Submitted to: Ecotoxicology and Environmental Safety
Publication Type: Peer Reviewed Journal
Publication Acceptance Date: 9/1/2000
Publication Date: N/A
Citation: N/A Interpretive Summary: Pyrite-containing rocks of marine origin occur along the western margin of the San Joaquin Valley in central California and contain significant amounts of Se. Natural weathering of these Se-containing rocks and minerals in conjunction with irrigation practices, redistributed Se and salts to shallow aquifers, streams, and/or wetland areas. In the central Valley of California, the saline inflow was discharged and stored in evaporation ponds at the Kesterson National Wildlife Refuge. As a result, Se toxicities were first observed in waterfowl frequenting the Refuge. Subsequently, Kesterson Reservoir was closed to additional drainage water. The Water Resource Control Board initiated a partial filling of the ponds at the Reservoir with uncontaminated soil. Hence a new management study was proposed, involving a natural management to dissipated Se by biological volatilization. If the emethylation of Se could be maintained at 5% losses per year, half of the S inventory in the upper 60 cm would be removed in 14 years. Ten years after filling the ponds with fresh soil, soil and plant samples were again collected and analyzed for Se concentrations. Results show that the potential for food chain contamination with Se has been naturally reduced at Kesterson Reservoir.

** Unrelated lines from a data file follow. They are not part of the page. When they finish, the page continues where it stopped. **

#[cfg(test)]
mod tests {
    use super::*;
    use crate::scheduling::lifecycle::AppointmentStatus;
    use assert_matches::assert_matches;
    use std::collections::{HashMap, HashSet};

    #[derive(Default)]
    struct MemoryStore {
        professionals: HashMap<Uuid, WorkingHoursTemplate>,
        services: HashMap<Uuid, i32>,
        clients: HashSet<Uuid>,
        bookings: Vec<(Uuid, NaiveDate, Booking)>,
    }

    #[async_trait]
    impl ScheduleStore for MemoryStore {
        async fn working_hours(&self, professional_id: Uuid) -> Result<Option<WorkingHoursTemplate>, DomainError> {
            Ok(self.professionals.get(&professional_id).cloned())
        }

        async fn service_duration(&self, service_id: Uuid) -> Result<Option<i32>, DomainError> {
            Ok(self.services.get(&service_id).copied())
        }

        async fn client_is_active(&self, client_id: Uuid) -> Result<bool, DomainError> {
            Ok(self.clients.contains(&client_id))
        }

        async fn bookings_on(&self, professional_id: Uuid, date: NaiveDate) -> Result<Vec<Booking>, DomainError> {
            let mut out: Vec<Booking> = self
                .bookings
                .iter()
                .filter(|(p, d, b)| *p == professional_id && *d == date && b.status.blocks_slot())
                .map(|(_, _, b)| b.clone())
                .collect();
            out.sort_by_key(|b| b.start_time);
            Ok(out)
        }
    }

    struct Fixture {
        svc: AvailabilityService<MemoryStore>,
        client: Uuid,
        professional: Uuid,
        hour_service: Uuid,
        booked_id: Uuid,
    }

    fn hm(h: u32, m: u32) -> NaiveTime {
        NaiveTime::from_hms_opt(h, m, 0).unwrap()
    }

    fn monday() -> NaiveDate {
        NaiveDate::from_ymd_opt(2026, 3, 2).unwrap()
    }

    /// Friday before the test Monday, 12:00.
    fn last_week() -> NaiveDateTime {
        NaiveDate::from_ymd_opt(2026, 2, 27).unwrap().and_time(hm(12, 0))
    }

    /// Default hours, one pending 10:00–11:00 booking on Monday.
    fn fixture() -> Fixture {
        let client = Uuid::new_v4();
        let professional = Uuid::new_v4();
        let hour_service = Uuid::new_v4();
        let booked_id = Uuid::new_v4();

        let mut store = MemoryStore::default();
        store.clients.insert(client);
        store.professionals.insert(professional, WorkingHoursTemplate::default());
        store.services.insert(hour_service, 60);
        store.bookings.push((
            professional,
            monday(),
            Booking {
                appointment_id: booked_id,
                start_time: hm(10, 0),
                duration_min: 60,
                status: AppointmentStatus::Pending,
            },
        ));

        Fixture {
            svc: AvailabilityService::new(store),
            client,
            professional,
            hour_service,
            booked_id,
        }
    }

    fn request(f: &Fixture, date: NaiveDate, time: NaiveTime) -> BookingRequest {
        BookingRequest {
            client_id: f.client,
            professional_id: f.professional,
            service_id: f.hour_service,
            date,
            time,
            duration_min: None,
            exclude_appointment_id: None,
        }
    }

    #[tokio::test]
    async fn monday_with_ten_oclock_taken() {
        let f = fixture();
        let slots = f
            .svc
            .list_free_slots(f.professional, monday(), f.hour_service, last_week())
            .await
            .unwrap();

        assert!(slots.contains(&hm(8, 0)));
        assert!(slots.contains(&hm(9, 0)));
        assert!(!slots.contains(&hm(9, 30)));
        assert!(!slots.contains(&hm(10, 0)));
        assert!(!slots.contains(&hm(10, 30)));
        assert!(slots.contains(&hm(11, 0)));
        assert_eq!(slots.last(), Some(&hm(17, 0)));
    }

    #[tokio::test]
    async fn half_hour_booking_at_ten_frees_its_neighbours() {
        let professional = Uuid::new_v4();
        let consult = Uuid::new_v4();
        let mut store = MemoryStore::default();
        store.professionals.insert(professional, WorkingHoursTemplate::default());
        store.services.insert(consult, 30);
        store.bookings.push((
            professional,
            monday(),
            Booking {
                appointment_id: Uuid::new_v4(),
                start_time: hm(10, 0),
                duration_min: 30,
                status: AppointmentStatus::Confirmed,
            },
        ));
        let svc = AvailabilityService::new(store);

        let slots = svc.list_free_slots(professional, monday(), consult, last_week()).await.unwrap();
        assert!(slots.contains(&hm(9, 30)));
        assert!(!slots.contains(&hm(10, 0)));
        assert!(slots.contains(&hm(10, 30)));
    }

    #[tokio::test]
    async fn start_with_seconds_still_conflicts() {
        let f = fixture();
        let mut req = request(&f, monday(), NaiveTime::from_hms_opt(9, 59, 30).unwrap());
        req.duration_min = Some(1);
        assert_matches!(
            f.svc.validate_booking(&req, last_week()).await,
            Err(DomainError::SchedulingConflict { conflicting: Some(id) }) if id == f.booked_id
        );
    }

    #[tokio::test]
    async fn appointments_cannot_run_past_midnight() {
        let f = fixture();
        assert_matches!(
            f.svc.validate_booking(&request(&f, monday(), hm(23, 30)), last_week()).await,
            Err(DomainError::Validation(_))
        );
        let mut req = request(&f, monday(), hm(23, 30));
        req.duration_min = Some(30);
        assert!(f.svc.validate_booking(&req, last_week()).await.is_ok());
    }

    #[tokio::test]
    async fn booking_into_taken_slot_conflicts() {
        let f = fixture();
        let err = f
            .svc
            .validate_booking(&request(&f, monday(), hm(10, 30)), last_week())
            .await
            .unwrap_err();
        assert_matches!(err, DomainError::SchedulingConflict { conflicting: Some(id) } if id == f.booked_id);
    }

    #[tokio::test]
    async fn rescheduling_ignores_itself() {
        let f = fixture();
        let mut req = request(&f, monday(), hm(10, 30));
        req.exclude_appointment_id = Some(f.booked_id);
        let ok = f.svc.validate_booking(&req, last_week()).await.unwrap();
        assert_eq!(ok.duration_min, 60);
    }

    #[tokio::test]
    async fn yesterday_is_past() {
        let f = fixture();
        let now = monday().succ_opt().unwrap().and_time(hm(9, 0));
        assert_matches!(
            f.svc.validate_booking(&request(&f, monday(), hm(15, 0)), now).await,
            Err(DomainError::PastDate(_))
        );
        let slots = f
            .svc
            .list_free_slots(f.professional, monday(), f.hour_service, now)
            .await
            .unwrap();
        assert!(slots.is_empty());
    }

    #[tokio::test]
    async fn sunday_has_no_slots() {
        let f = fixture();
        let sunday = NaiveDate::from_ymd_opt(2026, 3, 8).unwrap();
        let day = f
            .svc
            .day_availability(f.professional, sunday, f.hour_service, last_week())
            .await
            .unwrap();
        assert!(day.slots.is_empty());
        assert_eq!(day.working_hours, None);
    }

    #[tokio::test]
    async fn unknown_references_yield_empty_slots_but_fail_booking() {
        let f = fixture();
        let ghost = Uuid::new_v4();

        let slots = f.svc.list_free_slots(ghost, monday(), f.hour_service, last_week()).await.unwrap();
        assert!(slots.is_empty());
        let slots = f.svc.list_free_slots(f.professional, monday(), ghost, last_week()).await.unwrap();
        assert!(slots.is_empty());

        let mut req = request(&f, monday(), hm(8, 0));
        req.professional_id = ghost;
        assert_matches!(
            f.svc.validate_booking(&req, last_week()).await,
            Err(DomainError::NotFound { entity: "professional" })
        );

        let mut req = request(&f, monday(), hm(8, 0));
        req.client_id = ghost;
        assert_matches!(
            f.svc.validate_booking(&req, last_week()).await,
            Err(DomainError::NotFound { entity: "client" })
        );

        let mut req = request(&f, monday(), hm(8, 0));
        req.service_id = ghost;
        assert_matches!(
            f.svc.validate_booking(&req, last_week()).await,
            Err(DomainError::NotFound { entity: "service" })
        );
    }

    #[tokio::test]
    async fn today_skips_elapsed_starts() {
        let f = fixture();
        let now = monday().and_time(hm(14, 10));
        let slots = f
            .svc
            .list_free_slots(f.professional, monday(), f.hour_service, now)
            .await
            .unwrap();
        assert_eq!(slots.first(), Some(&hm(14, 30)));
    }

    #[tokio::test]
    async fn every_free_slot_validates() {
        let f = fixture();
        for now in [last_week(), monday().and_time(hm(9, 45))] {
            let slots = f
                .svc
                .list_free_slots(f.professional, monday(), f.hour_service, now)
                .await
                .unwrap();
            assert!(!slots.is_empty());
            for t in slots {
                let res = f.svc.validate_booking(&request(&f, monday(), t), now).await;
                assert!(res.is_ok(), "{t} listed free but rejected: {res:?}");
            }
        }
    }

    #[tokio::test]
    async fn snapshotted_duration_wins_over_service() {
        let f = fixture();
        let mut req = request(&f, monday(), hm(9, 30));
        req.duration_min = Some(30);
        let ok = f.svc.validate_booking(&req, last_week()).await.unwrap();
        assert_eq!(ok.duration_min, 30);
    }
}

Technical Abstract: A field survey was conducted in 1989, 1994, and 1999 on soil and vegetation Se concentrations at the Kesterson upland grassland contaminated by Se-rich drainage sediment. The rate of Se dissipation via volatilization is estimated to be as high as 5% in the soil Se concentrations between 0 and 60 cm. Increased Se levels between 0-15 cm indicate that the natural vegetation is taking up Se from the lower soil profile and deposited it near the soil surface. This uptake process may reduce the rate of leaching of soluble Se. The average plant tissue Se concentrations and soil water extractable Se detected in 1999 was 10 ug Se/g and 110 ug Se/kg, respectively. The previous wetland had water Se concentrations over 300 ug, Se/L and aquatic plants with concentrations over 60 ug Se/g. Soil concentrations were at least 10% higher between 0-60 cm in a994. The data indicate that vegetation contributed to the measured reductions of the total Se inventory. Further reductions are likely dependent on soil redox chemistry that is influenced by the plant's roots. Future monitoring should place greater emphasis on the role of plants on soil Se reoxidation and the processes of soil Se dissipation.